Inside the suite, Rebecca was a whirlwind of motion. She had packed Penny’s bag in five minutes, her hands steady only because they had to be.
“We’re going to my sister’s in New Jersey,” she told Jackson. “I don’t care about the security. I don’t care about the company. I’m not being a pawn in your game anymore.”
“Rebecca, wait,” Jackson said, his voice pleading. “The car is waiting in the basement. My head of security, Sarah, will drive you. She’s an ex-marshal. No one will follow you.”
“And you?”
Jackson straightened his tie, the bourbon eyes turning to cold steel. “I’m going to the office. The board meeting is at 8:00 AM. I have four hours to dismantle Daniel Morgan’s career before he can upload that video.”

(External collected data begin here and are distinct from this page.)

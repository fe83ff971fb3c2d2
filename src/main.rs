use actix_web::{middleware::Compress, web, App, HttpServer};
use tracing::{error, info, Level};
use tracing_actix_web::TracingLogger;
use tracing_subscriber::EnvFilter;
use utoipa::OpenApi; // bring trait into scope for ApiDoc::openapi()
use utoipa_swagger_ui::SwaggerUi;

use feedback_kit::config::{build_gateway, Backend, Settings};
use feedback_kit::openapi::ApiDoc;
use feedback_kit::rate_limit::SubmitRateLimiter;
use feedback_kit::routes::{config, AppState};

#[actix_web::main]
async fn main() -> std::io::Result<()> {
    // Load .env automatically only in debug builds; deployments set the environment themselves.
    if cfg!(debug_assertions) {
        let _ = dotenv::dotenv();
    }

    tracing_subscriber::fmt()
        .with_env_filter(EnvFilter::from_default_env().add_directive(Level::INFO.into()))
        .init();

    let settings = match Settings::from_env() {
        Ok(s) => s,
        Err(e) => {
            error!("invalid configuration: {e:#}");
            eprintln!("Please copy .env.example to .env and configure it");
            std::process::exit(1);
        }
    };

    match &settings.backend {
        Backend::Mock { delay } => info!("Using mock backend (delay {delay:?})"),
        Backend::GitHub(cfg) => {
            info!("Using GitHub backend {}/{} via {}", cfg.owner, cfg.repo, cfg.api_base);
            if std::env::var(&cfg.token_var).map(|t| t.trim().is_empty()).unwrap_or(true) {
                // submissions fail with MissingCredential until the variable is provided
                tracing::warn!("{} is not set", cfg.token_var);
            }
        }
        Backend::Http { endpoint, .. } => info!("Using HTTP backend {endpoint}"),
    }

    let state = AppState {
        gateway: build_gateway(&settings.backend),
        rate_limiter: settings
            .rate_limit
            .enabled
            .then(|| SubmitRateLimiter::new(settings.rate_limit.clone())),
    };
    let openapi = ApiDoc::openapi();

    let server = HttpServer::new(move || {
        App::new()
            .wrap(TracingLogger::default())
            .wrap(Compress::default())
            .app_data(web::Data::new(state.clone()))
            .configure(config)
            .service(SwaggerUi::new("/docs/{_:.*}").url("/docs/openapi.json", openapi.clone()))
    })
    .bind(settings.bind.as_str())?;

    info!("Listening on http://{}", settings.bind);

    server.run().await
}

He reached out, his hand hovering near hers. “I did this all wrong. I know that. But I’ve loved you since you stood up to me in that editorial meeting three years ago and told me my favorite author was a hack. You were right, by the way. I just didn’t know how to tell you.”
Rebecca looked at him—the billionaire, the liar, the man who had just saved her and ruined her life in the same breath. “Fix it, Jackson. If a single picture of Penny ends up on the internet, I will never forgive you.”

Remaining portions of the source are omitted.